Scenari “veneziani”…




Insomma, si potrebbe innescare un casino alla MOSE. Proporremo un apparentamento con Venezia (dove peraltro il sindaco è contrario) e col Patto di Mutuo Soccorso che si batte contro il TAV in Val di Susa, contro il Dal Molin a Vicenza, contro megacentrali, inceneritori e megaprogetti devastanti come quello del ponte sullo Stretto che Berlusconi si ostina a riproporre e, appunto, contro le megadighe veneziane per la costruzione delle quali già si incontrano notevoli difficoltà realizzative che hanno bloccato i lavori (di questo, forse, anche SACAIM ne sa qualcosa).

… con timide proteste




Su tutto questo affare non c’è stata alcuna seria informazione dell’opinione pubblica da parte delle varie amministrazioni che si sono cimentate col progetto. Ciò nonostante la popolazione di Como ha espresso, in un recente sondaggio apparso sulla stampa locale, la sua contrarietà all’80%. Si è detta più preoccupata dei “disagi” che i tre anni (come minimo) di cantiere procureranno e dell’impatto visivo che non per quello complessivo che l’opera produrrà sia sul soprasuolo sia nel sottosuolo e cioè di quel che veramente cela la staccionata. La popolazione, dopo anni di parole, è sembrata quasi sorpresa dal fatto che, effettivamente, questa volta il cantiere sia iniziato, ma non vi è stato alcun accenno di reazione in particolare tra chi si sente solo marginalmente toccato dal problema, e al massimo lo giudica uno spreco di denaro pubblico che, in un modo o nell’altro, si è costretti a subire dalla “casta”, per niente confortato dall’ormai classica bugia che “non verranno messe le mani nelle tasche dei cittadini”.Certamente non ci possiamo accontentare della sindrome NIMBY (non nel mio cortile) sollecitata da una parte della stampa locale. Si pone per noi il problema di svolgere una battaglia in profondità che indichi la valenza reale del progetto e le sue conseguenze su tutti i piani, non solo quindi su quello economico e di impatto visivo, ma anche e soprattutto su quello generale, sulla vita stessa della natura e degli esseri umani.

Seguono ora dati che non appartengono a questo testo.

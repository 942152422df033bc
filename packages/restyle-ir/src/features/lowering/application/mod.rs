//! Lowering application layer

mod declaration;
pub mod engine;
pub mod lowering_usecase;
mod overrides;
mod variants;

pub use declaration::{ComposedStyle, HelperIndex};
pub use engine::RuleLoweringEngine;
pub use lowering_usecase::LoweringUseCase;
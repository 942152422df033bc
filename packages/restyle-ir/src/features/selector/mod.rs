//! Selector Feature
//!
//! Classifies normalized selectors into the shapes the lowering engine can
//! express in StyleX.
//!
//! ## Structure
//! - `domain/` - SelectorShape, AttributeKind, SiblingKind
//! - `infrastructure/` - SelectorClassifier

pub mod domain;
pub mod infrastructure;

pub use domain::{AttributeKind, SelectorShape, SiblingKind};
pub use infrastructure::SelectorClassifier;
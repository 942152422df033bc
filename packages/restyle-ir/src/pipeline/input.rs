//! Pre-normalization input
//!
//! A front end that only pre-parses styled templates hands over raw rule
//! trees; they are flattened here before lowering. Declaration text the
//! normalizer cannot read is reported as a `dropped-declaration` warning.

use indexmap::IndexMap;
use serde::{Deserialize, Serialize};
use tracing::debug;

use crate::features::normalization::{CssRuleNormalizer, RawNode};
use crate::shared::models::{
    DeclarationBase, Diagnostic, ImportBinding, Location, PropType, ReasonCode, SlotTable,
    SourceFile, Span, StyledDeclaration,
};

/// One styled declaration with its rule tree not yet flattened
#[derive(Debug, Clone, PartialEq, Serialize, Deserialize)]
pub struct RawDeclaration {
    pub local_name: String,
    pub base: DeclarationBase,
    pub tree: Vec<RawNode>,
    #[serde(default)]
    pub slots: SlotTable,
    #[serde(default)]
    pub prop_types: IndexMap<String, PropType>,
    #[serde(default, skip_serializing_if = "Option::is_none")]
    pub span: Option<Span>,
}

#[derive(Debug, Clone, Default, Serialize, Deserialize)]
pub struct RawSourceFile {
    pub path: String,
    pub declarations: Vec<RawDeclaration>,
    #[serde(default)]
    pub imports: Vec<ImportBinding>,
    #[serde(default)]
    pub mutated_bindings: Vec<String>,
}

impl RawSourceFile {
    pub fn from_json(json: &str) -> crate::errors::Result<Self> {
        Ok(serde_json::from_str(json)?)
    }

    /// Flatten every rule tree; returns the file plus dropped-text warnings
    pub fn normalize(self, normalizer: &CssRuleNormalizer) -> (SourceFile, Vec<Diagnostic>) {
        let mut warnings = Vec::new();
        let mut declarations = Vec::with_capacity(self.declarations.len());

        for raw in self.declarations {
            let normalized = normalizer.normalize(&raw.tree, &raw.slots);
            let location = Location::file(&self.path).in_declaration(&raw.local_name, raw.span);
            for text in normalized.dropped {
                debug!(declaration = %raw.local_name, %text, "declaration text dropped");
                warnings.push(Diagnostic::new(
                    ReasonCode::DroppedDeclaration,
                    location.clone(),
                    text,
                ));
            }

            let mut decl = StyledDeclaration::new(raw.local_name, raw.base).with_rules(normalized.rules);
            decl.slots = raw.slots;
            decl.prop_types = raw.prop_types;
            decl.span = raw.span;
            declarations.push(decl);
        }

        let file = SourceFile {
            path: self.path,
            declarations,
            imports: self.imports,
            mutated_bindings: self.mutated_bindings,
        };
        (file, warnings)
    }
}

#[cfg(test)]
mod tests {
    use super::*;
    use crate::shared::models::SlotExpr;

    #[test]
    fn test_normalize_flattens_and_reports_dropped_text() {
        let raw = RawSourceFile {
            path: "Button.tsx".into(),
            declarations: vec![RawDeclaration {
                local_name: "Button".into(),
                base: DeclarationBase::Intrinsic("button".into()),
                tree: vec![
                    RawNode::declaration("color: red"),
                    RawNode::declaration("this is not css"),
                    RawNode::rule("&:hover", vec![RawNode::declaration("color: __SLOT_0__")]),
                ],
                slots: vec![SlotExpr::new("p => p.$hover")].into_iter().collect(),
                prop_types: IndexMap::new(),
                span: None,
            }],
            ..RawSourceFile::default()
        };

        let (file, warnings) = raw.normalize(&CssRuleNormalizer::new());
        let decl = &file.declarations[0];
        assert_eq!(decl.rules.len(), 2);
        assert_eq!(decl.rules[1].selector, "&:hover");
        assert!(decl.slots_are_consistent());
        assert_eq!(warnings.len(), 1);
        assert_eq!(warnings[0].reason_code, ReasonCode::DroppedDeclaration);
        assert!(!warnings[0].is_bail());
    }
}
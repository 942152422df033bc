//! Batch result types

use serde::Serialize;

use crate::features::lowering::ConversionResult;
use crate::shared::models::ReasonCode;

/// Outcome of converting many files, in input order
#[derive(Debug, Clone, Default, Serialize)]
#[serde(rename_all = "camelCase")]
pub struct BatchReport {
    pub results: Vec<ConversionResult>,
}

impl BatchReport {
    pub fn converted(&self) -> usize {
        self.results.iter().filter(|r| r.is_converted()).count()
    }

    pub fn bailed(&self) -> usize {
        self.results.iter().filter(|r| r.is_bailed()).count()
    }

    pub fn len(&self) -> usize {
        self.results.len()
    }

    pub fn is_empty(&self) -> bool {
        self.results.is_empty()
    }

    /// Bail counts per reason code, most frequent first
    pub fn bail_reasons(&self) -> Vec<(ReasonCode, usize)> {
        let mut counts: Vec<(ReasonCode, usize)> = Vec::new();
        for report in self.results.iter().filter_map(ConversionResult::bail) {
            let reason = report.diagnostic.reason_code;
            match counts.iter_mut().find(|(code, _)| *code == reason) {
                Some((_, n)) => *n += 1,
                None => counts.push((reason, 1)),
            }
        }
        counts.sort_by(|a, b| b.1.cmp(&a.1));
        counts
    }
}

Si tratta di contrastare l’idea generale che la realizzazione di “grandi opere” significhi miglioramento delle condizioni di vita della popolazione. In realtà “grandi opere” significa, più prosaicamente, indurre nuove occasioni di affari inducendo maggiori attività e quindi ancora più sviluppo e consumi a fine di profitto, assoggettandovi tutte le risorse. Questa ideologia va combattuta perché la qualità dell’attività e del “benessere” così prodotti si basa sull’utilizzo dei beni comuni come merce sottratta alla collettività e all’equilibrio della natura e assoggettata al mercato che oggi, come anche l’affare rifiuti in Campania dimostra, produce solo degrado e disastri.